No Longer a Nothing Room

Grant*idotes(tm) logo

The room is empty and silent. It’s a nothing room, plain, dull, practical. Just like every other room in the hospital clinic. I’m sitting in one of the two blue chairs that line the left wall. At the end of the room is a computer monitor for the doctor. In front of it is a stool on wheels for her to roll around the room or wherever she wants to go. Maybe she and the other doctors have stool races in the hallway after hours. I laugh to myself at the thought of her squealing with pleasure down the hallway, her long brown hair flying behind her.

To the right of the computer, a large reclining chair angles out from the corner. It’s covered with a fresh paper sheet held tight by a clamp at the bottom. The sheet is designed for sanitation; its immediate effect is slickness. It helps the chair become a ski slope for my body: Every time I climb up, I have to cling to the sides to keep from sliding off. A privacy curtain hangs from a half-ellipse track on the ceiling; it’s near the chair but too far away to grab if you start sliding down.

A plain room, an empty room, a familiar room. I have been here many times for many test results over what seems like many years. The visits have become almost routine. I am a little nervous, of course, but not too concerned. The results have always been good. I tuck the fear that creeps up behind me back into the corner of my consciousness and think of the stool races again.

I wonder if I will have time to go to the store before I head back to work.

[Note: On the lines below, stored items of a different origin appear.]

// SPDX-FileCopyrightText: 2026 Medrent Contributors
// SPDX-License-Identifier: MIT OR Apache-2.0

//! Rental/sale orders, their items, payments, and invoices.

use medrent_core::MedrentError;
use serde_json::Value;

use super::ResourceClient;
use crate::client::ApiClient;

#[derive(Debug, Clone)]
pub struct OrderService {
    api: ApiClient,
}

impl OrderService {
    pub fn new(api: ApiClient) -> Self {
        Self { api }
    }

    pub fn orders(&self) -> ResourceClient {
        ResourceClient::new(self.api.clone(), "/orders/orders/")
    }

    pub fn items(&self) -> ResourceClient {
        ResourceClient::new(self.api.clone(), "/orders/items/")
    }

    pub fn payments(&self) -> ResourceClient {
        ResourceClient::new(self.api.clone(), "/orders/payments/")
    }

    pub fn invoices(&self) -> ResourceClient {
        ResourceClient::new(self.api.clone(), "/orders/invoices/")
    }

    pub async fn cancel(&self, order_id: u64) -> Result<Value, MedrentError> {
        self.orders().detail_action(order_id, "cancel", None).await
    }

    pub async fn generate_invoice(&self, order_id: u64) -> Result<Value, MedrentError> {
        self.orders()
            .detail_action(order_id, "generate_invoice", None)
            .await
    }

    pub async fn items_for(&self, order_id: u64) -> Result<Vec<Value>, MedrentError> {
        self.items().list_for("order", order_id).await
    }

    pub async fn send_invoice(&self, invoice_id: u64) -> Result<Value, MedrentError> {
        self.invoices().detail_action(invoice_id, "send", None).await
    }

    pub async fn mark_invoice_paid(&self, invoice_id: u64) -> Result<Value, MedrentError> {
        self.invoices()
            .detail_action(invoice_id, "mark_paid", None)
            .await
    }
}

Ten minutes pass. I continue to pretend I’m taking a video and scan the rest of the room. To the right of the door I came in, there’s an ivory-colored sink in an ivory-colored counter on an ivory-colored cabinet. Standard soap containers and sanitizers watch over the sink from either side of the faucet. On the wall perpendicular to the cabinet, a paper towel dispenser hangs above a lidded trash that’s big enough for Oscar the Grouch. It has a foot pedal at the base for opening the lid. If you use a grouchy voice and step on it in time with your words, you can pretend Oscar is speaking from inside. Too bad I’m the only kid in the room.

Closer to me hangs a blood pressure device. The aide used it on me when I first came into the room. My blood pressure was fine, always a good sign.

The time continues to pass. I hear occasional footsteps in the hallway and muffled voices. Then, after a quick knock on the door, a slight Asian woman comes in. She smiles.

“Hello, I’m Mya, Dr. Marx’s nurse. I need to go over your basic information with you.”

She runs through my recent history and asks me about any current symptoms. (I have none.) Seven minutes later by the clock on the wall, she leaves the room. “Dr. Marx will be right in to see you,” she says as she walks out the door.

Eight minutes later, Dr. Marx comes in. She’s attractive and nice, in her forties. She asks how I am, I say “Okay.” She gets the stool and rolls it over to me and sits down.

She tells me the results of the test I took three days ago.

The room fades. I feel like throwing up. I cannot think.

I try to listen as she gives me the details of something and something else and asks if I have any questions. I don’t. I see tears in her eyes when I look up. She squeezes my hand. She says they will do everything they can, then she rolls the chair back to its place. She touches my shoulder briefly as she leaves. Mya comes in. She gives me some papers and tells me when my next appointment is scheduled, then she leaves.

The room is empty again, and silent, just as it was when I came in. But it has changed forever. It’s no longer a nothing room. Now and always it will be a place of fear and dread, at least for me, at least for as long as I am alive.